**Exercise prompt**: Where does the word "always" appear in the data? Copy every line that holds it.
··· Supplied records
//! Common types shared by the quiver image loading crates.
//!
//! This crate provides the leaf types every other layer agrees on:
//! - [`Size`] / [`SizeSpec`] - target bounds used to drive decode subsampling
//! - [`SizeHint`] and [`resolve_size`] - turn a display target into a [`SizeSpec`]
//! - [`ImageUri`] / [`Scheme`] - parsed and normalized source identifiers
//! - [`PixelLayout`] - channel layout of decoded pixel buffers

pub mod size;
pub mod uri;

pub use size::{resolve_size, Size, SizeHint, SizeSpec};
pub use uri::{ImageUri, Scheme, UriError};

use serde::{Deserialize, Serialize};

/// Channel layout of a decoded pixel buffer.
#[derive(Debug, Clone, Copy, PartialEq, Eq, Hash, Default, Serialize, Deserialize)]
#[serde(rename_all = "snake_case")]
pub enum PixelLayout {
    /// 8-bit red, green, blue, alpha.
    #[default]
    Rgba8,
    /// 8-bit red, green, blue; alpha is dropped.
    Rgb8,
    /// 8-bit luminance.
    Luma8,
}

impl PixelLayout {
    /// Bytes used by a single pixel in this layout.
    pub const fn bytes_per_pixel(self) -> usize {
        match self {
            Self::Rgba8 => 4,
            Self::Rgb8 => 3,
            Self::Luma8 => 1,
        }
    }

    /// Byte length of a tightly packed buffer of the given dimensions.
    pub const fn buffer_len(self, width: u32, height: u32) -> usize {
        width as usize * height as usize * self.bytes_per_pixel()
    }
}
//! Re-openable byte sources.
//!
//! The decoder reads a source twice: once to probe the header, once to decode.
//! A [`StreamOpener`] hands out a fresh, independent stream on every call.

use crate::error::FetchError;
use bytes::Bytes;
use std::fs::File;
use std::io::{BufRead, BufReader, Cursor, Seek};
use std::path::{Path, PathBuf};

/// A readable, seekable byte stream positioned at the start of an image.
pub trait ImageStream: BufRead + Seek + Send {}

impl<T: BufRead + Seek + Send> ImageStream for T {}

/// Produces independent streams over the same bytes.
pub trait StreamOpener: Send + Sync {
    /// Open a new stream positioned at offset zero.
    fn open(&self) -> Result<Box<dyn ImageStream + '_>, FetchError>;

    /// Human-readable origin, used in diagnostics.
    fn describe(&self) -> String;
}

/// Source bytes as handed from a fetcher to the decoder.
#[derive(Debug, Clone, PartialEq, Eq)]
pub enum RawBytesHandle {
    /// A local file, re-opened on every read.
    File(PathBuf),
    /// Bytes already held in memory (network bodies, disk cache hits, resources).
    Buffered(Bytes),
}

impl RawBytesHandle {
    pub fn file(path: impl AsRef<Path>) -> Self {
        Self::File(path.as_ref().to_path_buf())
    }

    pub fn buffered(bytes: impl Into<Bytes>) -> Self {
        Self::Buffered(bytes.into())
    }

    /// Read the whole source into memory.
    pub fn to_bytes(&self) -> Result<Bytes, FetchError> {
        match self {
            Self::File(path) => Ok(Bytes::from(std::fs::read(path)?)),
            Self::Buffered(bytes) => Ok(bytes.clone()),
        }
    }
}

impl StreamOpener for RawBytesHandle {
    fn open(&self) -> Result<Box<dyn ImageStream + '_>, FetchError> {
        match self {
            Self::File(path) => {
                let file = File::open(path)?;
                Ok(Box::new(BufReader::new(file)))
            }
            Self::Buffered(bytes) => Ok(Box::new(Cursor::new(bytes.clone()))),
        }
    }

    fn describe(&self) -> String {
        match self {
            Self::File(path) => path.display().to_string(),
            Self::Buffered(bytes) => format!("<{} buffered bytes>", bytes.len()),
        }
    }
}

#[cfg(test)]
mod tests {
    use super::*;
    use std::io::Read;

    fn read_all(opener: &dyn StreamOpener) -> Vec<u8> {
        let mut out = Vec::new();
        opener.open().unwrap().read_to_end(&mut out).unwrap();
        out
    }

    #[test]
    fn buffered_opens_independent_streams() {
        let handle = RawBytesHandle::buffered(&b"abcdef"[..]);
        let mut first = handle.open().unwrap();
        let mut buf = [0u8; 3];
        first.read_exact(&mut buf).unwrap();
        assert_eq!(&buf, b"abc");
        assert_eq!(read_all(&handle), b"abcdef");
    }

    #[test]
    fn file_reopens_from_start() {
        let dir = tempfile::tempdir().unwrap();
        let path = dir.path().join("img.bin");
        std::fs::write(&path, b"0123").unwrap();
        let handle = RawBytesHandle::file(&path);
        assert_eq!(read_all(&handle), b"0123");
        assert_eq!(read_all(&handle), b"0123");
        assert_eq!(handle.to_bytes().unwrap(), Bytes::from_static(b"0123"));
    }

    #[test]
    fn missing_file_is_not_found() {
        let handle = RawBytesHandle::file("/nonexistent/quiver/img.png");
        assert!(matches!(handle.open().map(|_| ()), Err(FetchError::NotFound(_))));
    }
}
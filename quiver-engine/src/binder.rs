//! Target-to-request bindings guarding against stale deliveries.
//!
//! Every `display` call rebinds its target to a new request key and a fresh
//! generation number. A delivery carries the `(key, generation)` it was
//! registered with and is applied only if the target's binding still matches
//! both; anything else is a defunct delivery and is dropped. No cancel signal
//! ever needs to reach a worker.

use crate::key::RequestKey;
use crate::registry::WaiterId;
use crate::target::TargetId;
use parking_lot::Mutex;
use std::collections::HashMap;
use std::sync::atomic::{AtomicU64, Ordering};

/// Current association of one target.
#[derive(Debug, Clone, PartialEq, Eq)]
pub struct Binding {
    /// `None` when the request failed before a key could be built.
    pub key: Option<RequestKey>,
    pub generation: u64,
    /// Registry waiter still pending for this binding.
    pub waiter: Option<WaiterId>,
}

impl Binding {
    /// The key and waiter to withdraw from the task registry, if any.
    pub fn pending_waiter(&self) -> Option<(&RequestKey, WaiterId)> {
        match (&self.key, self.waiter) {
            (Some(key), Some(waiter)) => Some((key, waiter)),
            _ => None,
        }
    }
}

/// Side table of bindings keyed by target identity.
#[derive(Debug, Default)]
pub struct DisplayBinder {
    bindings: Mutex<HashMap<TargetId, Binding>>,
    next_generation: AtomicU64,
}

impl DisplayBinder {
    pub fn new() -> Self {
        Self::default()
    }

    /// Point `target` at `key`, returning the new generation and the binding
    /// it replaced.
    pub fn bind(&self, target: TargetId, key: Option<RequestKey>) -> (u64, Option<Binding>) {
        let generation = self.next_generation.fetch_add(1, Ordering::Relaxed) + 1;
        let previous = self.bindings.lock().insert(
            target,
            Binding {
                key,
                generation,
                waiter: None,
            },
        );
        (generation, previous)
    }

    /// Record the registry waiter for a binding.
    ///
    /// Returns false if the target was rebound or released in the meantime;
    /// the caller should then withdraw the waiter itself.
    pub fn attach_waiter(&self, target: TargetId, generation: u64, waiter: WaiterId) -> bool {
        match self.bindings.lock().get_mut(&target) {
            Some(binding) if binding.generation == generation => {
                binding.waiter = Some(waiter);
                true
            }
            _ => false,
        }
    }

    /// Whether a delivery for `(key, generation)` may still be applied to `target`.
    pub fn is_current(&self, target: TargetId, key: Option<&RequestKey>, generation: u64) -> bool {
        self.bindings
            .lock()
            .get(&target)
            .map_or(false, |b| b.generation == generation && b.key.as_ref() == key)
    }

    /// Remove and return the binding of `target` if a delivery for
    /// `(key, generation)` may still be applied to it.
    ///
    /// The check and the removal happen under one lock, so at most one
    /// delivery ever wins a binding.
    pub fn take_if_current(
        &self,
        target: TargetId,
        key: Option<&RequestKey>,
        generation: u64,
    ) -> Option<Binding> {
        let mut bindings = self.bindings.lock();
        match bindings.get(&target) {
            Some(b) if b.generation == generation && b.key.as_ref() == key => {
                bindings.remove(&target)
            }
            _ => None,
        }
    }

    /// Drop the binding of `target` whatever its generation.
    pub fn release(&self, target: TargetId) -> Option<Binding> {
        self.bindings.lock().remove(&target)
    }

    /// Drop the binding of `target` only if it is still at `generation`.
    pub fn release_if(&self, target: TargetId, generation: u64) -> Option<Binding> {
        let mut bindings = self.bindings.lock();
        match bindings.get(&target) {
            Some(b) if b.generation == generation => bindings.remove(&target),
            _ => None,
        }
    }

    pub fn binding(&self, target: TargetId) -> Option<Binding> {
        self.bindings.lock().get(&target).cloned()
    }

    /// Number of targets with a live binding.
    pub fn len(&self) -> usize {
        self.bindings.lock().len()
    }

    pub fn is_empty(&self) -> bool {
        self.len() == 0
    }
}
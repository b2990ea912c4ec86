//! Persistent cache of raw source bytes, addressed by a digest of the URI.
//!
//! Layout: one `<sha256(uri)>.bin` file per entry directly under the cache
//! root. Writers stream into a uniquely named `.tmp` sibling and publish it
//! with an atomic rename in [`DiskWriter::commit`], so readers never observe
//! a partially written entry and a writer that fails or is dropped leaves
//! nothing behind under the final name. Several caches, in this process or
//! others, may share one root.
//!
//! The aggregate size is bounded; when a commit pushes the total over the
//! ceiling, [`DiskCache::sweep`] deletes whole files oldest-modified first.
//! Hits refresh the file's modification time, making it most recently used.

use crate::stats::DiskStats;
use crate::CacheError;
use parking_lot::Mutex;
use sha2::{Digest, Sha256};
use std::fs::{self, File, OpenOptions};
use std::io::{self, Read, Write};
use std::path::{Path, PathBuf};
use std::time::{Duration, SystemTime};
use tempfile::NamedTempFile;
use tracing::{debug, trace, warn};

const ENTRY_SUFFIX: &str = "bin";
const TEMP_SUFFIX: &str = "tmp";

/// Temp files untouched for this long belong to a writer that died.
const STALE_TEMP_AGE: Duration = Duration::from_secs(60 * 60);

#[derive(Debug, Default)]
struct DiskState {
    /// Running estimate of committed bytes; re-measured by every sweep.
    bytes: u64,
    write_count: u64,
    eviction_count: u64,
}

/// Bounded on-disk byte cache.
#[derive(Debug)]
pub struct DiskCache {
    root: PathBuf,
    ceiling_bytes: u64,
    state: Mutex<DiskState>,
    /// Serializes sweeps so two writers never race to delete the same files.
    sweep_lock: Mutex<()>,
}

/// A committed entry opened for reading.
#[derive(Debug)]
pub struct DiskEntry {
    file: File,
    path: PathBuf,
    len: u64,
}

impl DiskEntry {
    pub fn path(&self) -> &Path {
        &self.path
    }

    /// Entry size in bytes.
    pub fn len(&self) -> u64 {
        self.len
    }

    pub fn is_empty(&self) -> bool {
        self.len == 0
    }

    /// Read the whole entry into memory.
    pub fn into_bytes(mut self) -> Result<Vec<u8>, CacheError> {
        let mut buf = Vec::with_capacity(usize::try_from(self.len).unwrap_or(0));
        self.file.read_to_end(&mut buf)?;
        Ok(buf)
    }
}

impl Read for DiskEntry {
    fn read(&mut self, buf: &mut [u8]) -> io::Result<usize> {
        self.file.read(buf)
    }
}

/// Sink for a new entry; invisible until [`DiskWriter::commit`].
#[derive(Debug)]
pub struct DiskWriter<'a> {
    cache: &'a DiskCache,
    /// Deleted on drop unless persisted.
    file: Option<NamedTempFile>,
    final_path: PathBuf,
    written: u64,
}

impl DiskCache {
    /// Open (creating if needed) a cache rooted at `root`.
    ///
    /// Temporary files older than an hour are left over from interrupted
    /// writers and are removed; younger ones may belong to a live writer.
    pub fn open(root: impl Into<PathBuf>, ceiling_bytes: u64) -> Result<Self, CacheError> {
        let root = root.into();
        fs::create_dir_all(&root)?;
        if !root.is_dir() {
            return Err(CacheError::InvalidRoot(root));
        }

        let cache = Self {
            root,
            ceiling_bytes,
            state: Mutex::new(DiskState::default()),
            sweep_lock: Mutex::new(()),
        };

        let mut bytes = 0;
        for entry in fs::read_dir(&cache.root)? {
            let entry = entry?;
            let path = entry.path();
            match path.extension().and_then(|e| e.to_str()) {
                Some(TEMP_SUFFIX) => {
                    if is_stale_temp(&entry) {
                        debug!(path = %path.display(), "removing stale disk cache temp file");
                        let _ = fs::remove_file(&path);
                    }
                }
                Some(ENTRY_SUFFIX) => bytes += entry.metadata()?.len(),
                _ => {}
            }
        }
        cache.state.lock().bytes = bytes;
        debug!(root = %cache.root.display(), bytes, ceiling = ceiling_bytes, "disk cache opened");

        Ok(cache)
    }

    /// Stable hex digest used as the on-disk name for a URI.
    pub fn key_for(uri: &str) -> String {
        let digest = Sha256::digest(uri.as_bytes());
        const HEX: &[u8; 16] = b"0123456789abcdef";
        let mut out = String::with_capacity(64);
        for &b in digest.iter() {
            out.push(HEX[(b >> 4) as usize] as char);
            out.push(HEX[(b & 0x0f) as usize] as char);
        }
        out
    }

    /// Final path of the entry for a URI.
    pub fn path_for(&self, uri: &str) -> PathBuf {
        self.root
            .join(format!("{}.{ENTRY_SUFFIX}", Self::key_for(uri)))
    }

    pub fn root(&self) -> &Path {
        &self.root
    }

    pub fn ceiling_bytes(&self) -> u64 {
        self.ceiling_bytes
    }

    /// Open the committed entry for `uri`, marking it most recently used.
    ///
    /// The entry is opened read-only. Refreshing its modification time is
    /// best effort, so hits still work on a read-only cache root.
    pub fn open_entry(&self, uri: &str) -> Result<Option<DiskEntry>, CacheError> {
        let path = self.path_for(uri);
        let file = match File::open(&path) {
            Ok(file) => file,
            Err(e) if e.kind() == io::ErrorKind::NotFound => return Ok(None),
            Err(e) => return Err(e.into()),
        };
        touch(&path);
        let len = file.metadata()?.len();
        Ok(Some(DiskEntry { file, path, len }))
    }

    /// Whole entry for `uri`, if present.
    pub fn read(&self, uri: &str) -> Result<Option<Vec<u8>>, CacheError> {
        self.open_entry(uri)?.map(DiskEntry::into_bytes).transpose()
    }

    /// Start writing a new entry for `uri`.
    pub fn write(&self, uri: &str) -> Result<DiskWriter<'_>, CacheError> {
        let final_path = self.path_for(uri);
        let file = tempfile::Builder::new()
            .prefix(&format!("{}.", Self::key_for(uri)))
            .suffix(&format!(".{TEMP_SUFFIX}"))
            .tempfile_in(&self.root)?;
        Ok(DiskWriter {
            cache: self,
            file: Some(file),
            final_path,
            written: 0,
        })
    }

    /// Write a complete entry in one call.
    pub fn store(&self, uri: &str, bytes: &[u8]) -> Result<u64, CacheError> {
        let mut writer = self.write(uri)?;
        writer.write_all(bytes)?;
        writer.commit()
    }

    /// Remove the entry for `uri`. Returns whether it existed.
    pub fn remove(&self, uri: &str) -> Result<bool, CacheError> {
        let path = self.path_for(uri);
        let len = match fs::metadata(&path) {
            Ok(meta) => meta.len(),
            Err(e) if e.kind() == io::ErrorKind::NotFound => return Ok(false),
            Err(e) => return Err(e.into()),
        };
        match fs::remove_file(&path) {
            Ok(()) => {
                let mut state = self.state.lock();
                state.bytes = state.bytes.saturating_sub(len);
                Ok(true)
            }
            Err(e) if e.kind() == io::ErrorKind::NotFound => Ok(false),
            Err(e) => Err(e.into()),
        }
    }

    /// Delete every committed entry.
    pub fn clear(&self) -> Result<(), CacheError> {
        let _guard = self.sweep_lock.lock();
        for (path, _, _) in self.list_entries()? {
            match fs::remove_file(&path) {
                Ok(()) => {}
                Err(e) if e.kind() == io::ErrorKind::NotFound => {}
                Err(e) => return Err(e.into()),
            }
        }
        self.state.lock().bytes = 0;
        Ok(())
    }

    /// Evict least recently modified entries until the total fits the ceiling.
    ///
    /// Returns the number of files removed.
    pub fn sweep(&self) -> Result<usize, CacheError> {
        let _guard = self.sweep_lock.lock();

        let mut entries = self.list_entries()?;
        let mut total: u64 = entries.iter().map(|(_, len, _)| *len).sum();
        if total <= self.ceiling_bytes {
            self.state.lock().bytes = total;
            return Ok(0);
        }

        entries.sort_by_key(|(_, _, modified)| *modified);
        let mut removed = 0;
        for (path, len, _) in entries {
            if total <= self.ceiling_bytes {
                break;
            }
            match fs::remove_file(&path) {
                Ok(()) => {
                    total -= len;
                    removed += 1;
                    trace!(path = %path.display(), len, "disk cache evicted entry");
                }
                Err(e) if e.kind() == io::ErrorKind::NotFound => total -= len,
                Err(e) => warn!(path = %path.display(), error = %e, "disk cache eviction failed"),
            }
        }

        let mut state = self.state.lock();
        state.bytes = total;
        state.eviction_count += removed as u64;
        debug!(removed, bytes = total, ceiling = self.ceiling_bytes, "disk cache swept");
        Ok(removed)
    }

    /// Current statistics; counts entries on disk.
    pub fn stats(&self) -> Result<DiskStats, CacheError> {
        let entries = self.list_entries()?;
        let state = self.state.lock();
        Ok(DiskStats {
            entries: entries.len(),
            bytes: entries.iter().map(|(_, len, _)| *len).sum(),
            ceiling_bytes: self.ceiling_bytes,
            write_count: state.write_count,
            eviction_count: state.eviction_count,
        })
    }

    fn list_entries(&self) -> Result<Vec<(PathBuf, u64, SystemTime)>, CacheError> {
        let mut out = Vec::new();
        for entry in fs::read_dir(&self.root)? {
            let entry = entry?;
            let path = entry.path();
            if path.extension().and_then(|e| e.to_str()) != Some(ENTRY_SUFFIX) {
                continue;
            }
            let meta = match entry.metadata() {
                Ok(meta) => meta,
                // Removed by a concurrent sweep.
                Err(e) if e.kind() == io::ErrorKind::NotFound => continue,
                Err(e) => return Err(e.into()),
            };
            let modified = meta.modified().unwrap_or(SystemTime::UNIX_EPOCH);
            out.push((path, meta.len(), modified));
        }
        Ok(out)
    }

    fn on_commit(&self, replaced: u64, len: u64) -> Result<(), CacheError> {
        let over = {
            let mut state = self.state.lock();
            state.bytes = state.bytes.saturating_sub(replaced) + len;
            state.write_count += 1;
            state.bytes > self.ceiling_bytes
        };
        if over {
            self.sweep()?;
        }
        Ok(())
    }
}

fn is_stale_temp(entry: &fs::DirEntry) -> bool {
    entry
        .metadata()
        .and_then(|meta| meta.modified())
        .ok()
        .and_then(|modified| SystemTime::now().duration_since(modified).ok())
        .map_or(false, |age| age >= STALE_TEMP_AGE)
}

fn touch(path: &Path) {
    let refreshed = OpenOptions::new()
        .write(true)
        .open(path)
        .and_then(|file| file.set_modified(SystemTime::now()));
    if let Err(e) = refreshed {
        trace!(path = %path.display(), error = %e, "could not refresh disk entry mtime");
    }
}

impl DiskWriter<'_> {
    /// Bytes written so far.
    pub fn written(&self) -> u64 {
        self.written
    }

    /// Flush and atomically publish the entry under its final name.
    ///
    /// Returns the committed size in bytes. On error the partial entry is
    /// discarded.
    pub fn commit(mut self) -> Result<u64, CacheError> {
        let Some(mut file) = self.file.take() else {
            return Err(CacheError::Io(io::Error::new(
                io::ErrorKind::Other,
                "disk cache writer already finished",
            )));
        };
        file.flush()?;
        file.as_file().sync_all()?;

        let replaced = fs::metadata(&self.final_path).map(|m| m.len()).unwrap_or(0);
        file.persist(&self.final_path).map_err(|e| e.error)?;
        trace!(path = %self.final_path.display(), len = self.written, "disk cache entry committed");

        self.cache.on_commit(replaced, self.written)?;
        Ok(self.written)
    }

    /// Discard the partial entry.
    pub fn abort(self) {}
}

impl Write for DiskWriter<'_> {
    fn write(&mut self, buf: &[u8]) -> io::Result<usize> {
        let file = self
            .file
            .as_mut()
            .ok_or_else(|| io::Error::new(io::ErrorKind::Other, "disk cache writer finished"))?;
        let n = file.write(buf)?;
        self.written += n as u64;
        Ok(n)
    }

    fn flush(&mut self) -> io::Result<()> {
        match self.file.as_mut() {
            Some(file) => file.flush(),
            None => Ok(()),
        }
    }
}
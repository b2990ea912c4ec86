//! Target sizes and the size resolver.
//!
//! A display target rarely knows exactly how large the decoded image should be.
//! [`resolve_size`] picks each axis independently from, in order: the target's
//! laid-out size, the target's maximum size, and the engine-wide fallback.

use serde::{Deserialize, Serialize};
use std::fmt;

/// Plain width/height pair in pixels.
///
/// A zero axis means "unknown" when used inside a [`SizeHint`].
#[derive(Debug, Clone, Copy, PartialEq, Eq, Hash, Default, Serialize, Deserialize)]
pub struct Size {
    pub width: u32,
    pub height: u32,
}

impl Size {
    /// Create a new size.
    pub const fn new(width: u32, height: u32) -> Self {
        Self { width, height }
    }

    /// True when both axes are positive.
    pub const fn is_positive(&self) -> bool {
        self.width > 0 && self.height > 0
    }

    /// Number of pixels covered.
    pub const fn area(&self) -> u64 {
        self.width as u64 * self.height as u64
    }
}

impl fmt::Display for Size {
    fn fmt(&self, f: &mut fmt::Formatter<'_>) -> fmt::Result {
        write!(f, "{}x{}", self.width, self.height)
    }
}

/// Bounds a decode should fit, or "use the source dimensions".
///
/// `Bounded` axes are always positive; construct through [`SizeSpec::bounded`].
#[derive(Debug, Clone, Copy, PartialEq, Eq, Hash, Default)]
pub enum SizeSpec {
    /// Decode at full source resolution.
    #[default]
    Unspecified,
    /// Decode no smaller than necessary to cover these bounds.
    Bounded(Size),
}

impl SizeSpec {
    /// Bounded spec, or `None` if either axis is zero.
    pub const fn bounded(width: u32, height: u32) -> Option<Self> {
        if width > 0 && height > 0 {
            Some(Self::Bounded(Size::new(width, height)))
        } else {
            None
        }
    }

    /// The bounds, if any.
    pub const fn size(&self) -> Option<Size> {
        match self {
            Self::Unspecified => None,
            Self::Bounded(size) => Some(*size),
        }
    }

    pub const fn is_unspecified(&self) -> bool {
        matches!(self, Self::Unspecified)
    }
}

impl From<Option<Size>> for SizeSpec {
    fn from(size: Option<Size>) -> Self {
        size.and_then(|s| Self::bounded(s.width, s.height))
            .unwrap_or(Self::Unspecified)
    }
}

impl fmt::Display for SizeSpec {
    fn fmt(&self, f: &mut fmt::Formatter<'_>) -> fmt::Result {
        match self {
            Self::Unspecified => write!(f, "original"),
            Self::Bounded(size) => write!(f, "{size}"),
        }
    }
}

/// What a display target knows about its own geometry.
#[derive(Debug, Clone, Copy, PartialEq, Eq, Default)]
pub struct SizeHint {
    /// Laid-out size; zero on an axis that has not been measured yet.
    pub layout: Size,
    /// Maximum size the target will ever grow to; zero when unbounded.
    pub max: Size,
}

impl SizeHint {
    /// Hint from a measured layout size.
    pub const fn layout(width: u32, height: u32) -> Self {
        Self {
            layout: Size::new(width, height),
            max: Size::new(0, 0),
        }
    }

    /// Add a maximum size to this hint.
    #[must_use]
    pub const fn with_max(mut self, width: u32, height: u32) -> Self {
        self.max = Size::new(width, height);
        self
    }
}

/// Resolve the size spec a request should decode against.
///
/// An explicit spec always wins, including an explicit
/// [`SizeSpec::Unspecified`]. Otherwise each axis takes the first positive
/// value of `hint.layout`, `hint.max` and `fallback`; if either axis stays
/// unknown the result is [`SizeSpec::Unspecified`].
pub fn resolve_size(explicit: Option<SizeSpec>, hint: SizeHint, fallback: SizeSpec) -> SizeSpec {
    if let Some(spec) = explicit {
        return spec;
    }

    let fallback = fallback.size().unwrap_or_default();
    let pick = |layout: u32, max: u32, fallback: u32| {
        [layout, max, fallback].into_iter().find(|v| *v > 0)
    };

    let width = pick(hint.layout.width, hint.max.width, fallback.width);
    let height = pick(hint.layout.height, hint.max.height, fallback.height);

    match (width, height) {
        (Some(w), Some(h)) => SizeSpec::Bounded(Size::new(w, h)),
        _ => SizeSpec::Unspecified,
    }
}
······
**Result of the task**:
/// `Bounded` axes are always positive; construct through [`SizeSpec::bounded`].
/// An explicit spec always wins, including an explicit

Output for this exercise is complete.